### YOUR ASSIGNMENT
Repeat the lines of the data that follow, please, starting at the first and stopping after the one with "impl From<choice::Model> for".

### DATA FOR THIS TASK
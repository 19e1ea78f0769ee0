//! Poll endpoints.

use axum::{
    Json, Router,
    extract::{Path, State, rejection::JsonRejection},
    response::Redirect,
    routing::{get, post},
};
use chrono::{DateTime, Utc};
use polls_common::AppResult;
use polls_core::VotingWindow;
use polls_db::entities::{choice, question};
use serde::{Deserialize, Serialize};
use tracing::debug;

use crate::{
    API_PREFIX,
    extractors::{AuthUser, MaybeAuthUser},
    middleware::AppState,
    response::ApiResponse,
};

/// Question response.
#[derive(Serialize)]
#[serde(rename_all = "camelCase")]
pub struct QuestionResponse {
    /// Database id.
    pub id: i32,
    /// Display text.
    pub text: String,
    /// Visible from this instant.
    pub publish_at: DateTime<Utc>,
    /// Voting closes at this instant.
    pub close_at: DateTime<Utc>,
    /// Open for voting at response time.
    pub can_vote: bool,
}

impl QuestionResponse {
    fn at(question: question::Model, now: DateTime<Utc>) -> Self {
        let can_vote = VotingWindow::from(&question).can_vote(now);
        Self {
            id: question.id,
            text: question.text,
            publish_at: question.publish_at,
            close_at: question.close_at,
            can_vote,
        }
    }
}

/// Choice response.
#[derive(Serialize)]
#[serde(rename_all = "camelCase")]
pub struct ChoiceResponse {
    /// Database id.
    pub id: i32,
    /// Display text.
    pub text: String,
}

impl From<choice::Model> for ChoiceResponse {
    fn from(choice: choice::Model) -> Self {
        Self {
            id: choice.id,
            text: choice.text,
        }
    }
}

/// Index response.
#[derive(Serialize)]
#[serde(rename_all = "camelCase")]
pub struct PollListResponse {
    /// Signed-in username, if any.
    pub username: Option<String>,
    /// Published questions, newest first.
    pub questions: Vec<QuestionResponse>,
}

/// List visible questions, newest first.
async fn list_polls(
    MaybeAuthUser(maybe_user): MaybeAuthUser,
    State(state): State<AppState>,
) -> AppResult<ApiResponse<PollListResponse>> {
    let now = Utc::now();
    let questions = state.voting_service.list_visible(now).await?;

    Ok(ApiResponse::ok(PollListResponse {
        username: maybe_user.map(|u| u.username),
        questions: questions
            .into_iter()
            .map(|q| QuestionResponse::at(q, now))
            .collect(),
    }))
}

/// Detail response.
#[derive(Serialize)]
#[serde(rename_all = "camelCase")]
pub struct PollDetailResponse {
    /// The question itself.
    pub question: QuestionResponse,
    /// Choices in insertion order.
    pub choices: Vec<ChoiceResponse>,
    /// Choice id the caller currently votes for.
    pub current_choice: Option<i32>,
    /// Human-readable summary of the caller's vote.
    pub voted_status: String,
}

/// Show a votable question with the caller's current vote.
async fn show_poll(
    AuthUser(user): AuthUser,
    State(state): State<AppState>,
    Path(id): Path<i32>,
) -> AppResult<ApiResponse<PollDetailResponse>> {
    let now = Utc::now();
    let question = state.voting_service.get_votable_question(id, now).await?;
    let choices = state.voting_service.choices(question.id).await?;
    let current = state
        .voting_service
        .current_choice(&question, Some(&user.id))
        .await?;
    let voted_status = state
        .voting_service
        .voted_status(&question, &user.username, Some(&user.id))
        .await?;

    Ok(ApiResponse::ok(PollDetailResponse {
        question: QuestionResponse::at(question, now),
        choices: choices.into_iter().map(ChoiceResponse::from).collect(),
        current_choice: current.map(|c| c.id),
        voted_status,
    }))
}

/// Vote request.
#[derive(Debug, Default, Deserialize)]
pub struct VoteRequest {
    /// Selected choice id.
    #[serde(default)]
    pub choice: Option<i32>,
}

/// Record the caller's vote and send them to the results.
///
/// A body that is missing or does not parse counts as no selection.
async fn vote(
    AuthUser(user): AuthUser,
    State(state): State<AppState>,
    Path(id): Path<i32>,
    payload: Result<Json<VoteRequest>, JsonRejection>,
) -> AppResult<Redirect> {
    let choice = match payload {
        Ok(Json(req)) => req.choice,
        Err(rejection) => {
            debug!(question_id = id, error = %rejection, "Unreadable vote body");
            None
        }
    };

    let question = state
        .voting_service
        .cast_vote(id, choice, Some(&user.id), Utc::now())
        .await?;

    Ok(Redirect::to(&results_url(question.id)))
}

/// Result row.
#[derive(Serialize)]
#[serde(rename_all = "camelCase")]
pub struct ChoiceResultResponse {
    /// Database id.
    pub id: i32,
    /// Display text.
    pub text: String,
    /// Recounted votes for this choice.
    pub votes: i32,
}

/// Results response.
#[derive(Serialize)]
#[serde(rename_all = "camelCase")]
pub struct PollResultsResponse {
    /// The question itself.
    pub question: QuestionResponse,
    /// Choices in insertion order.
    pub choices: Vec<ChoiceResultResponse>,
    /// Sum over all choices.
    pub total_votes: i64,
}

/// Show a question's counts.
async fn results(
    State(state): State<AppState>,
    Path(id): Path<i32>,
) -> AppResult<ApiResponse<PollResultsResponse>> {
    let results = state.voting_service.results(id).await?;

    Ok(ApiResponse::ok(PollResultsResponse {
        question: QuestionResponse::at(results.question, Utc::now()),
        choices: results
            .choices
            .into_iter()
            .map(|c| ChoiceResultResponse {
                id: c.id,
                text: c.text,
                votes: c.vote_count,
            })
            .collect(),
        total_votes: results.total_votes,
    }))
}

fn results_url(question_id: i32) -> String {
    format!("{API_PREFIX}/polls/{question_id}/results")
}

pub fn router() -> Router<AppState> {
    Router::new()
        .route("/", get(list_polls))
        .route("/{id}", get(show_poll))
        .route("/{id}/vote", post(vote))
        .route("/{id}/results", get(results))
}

### REPLY TO THE TASK
repository 19e1ea78f0769ee0
//! Poll endpoints.

use axum::{
    Json, Router,
    extract::{Path, State, rejection::JsonRejection},
    response::Redirect,
    routing::{get, post},
};
use chrono::{DateTime, Utc};
use polls_common::AppResult;
use polls_core::VotingWindow;
use polls_db::entities::{choice, question};
use serde::{Deserialize, Serialize};
use tracing::debug;

use crate::{
    API_PREFIX,
    extractors::{AuthUser, MaybeAuthUser},
    middleware::AppState,
    response::ApiResponse,
};

/// Question response.
#[derive(Serialize)]
#[serde(rename_all = "camelCase")]
pub struct QuestionResponse {
    /// Database id.
    pub id: i32,
    /// Display text.
    pub text: String,
    /// Visible from this instant.
    pub publish_at: DateTime<Utc>,
    /// Voting closes at this instant.
    pub close_at: DateTime<Utc>,
    /// Open for voting at response time.
    pub can_vote: bool,
}

impl QuestionResponse {
    fn at(question: question::Model, now: DateTime<Utc>) -> Self {
        let can_vote = VotingWindow::from(&question).can_vote(now);
        Self {
            id: question.id,
            text: question.text,
            publish_at: question.publish_at,
            close_at: question.close_at,
            can_vote,
        }
    }
}

/// Choice response.
#[derive(Serialize)]
#[serde(rename_all = "camelCase")]
pub struct ChoiceResponse {
    /// Database id.
    pub id: i32,
    /// Display text.
    pub text: String,
}

impl From<choice::Model> for ChoiceResponse {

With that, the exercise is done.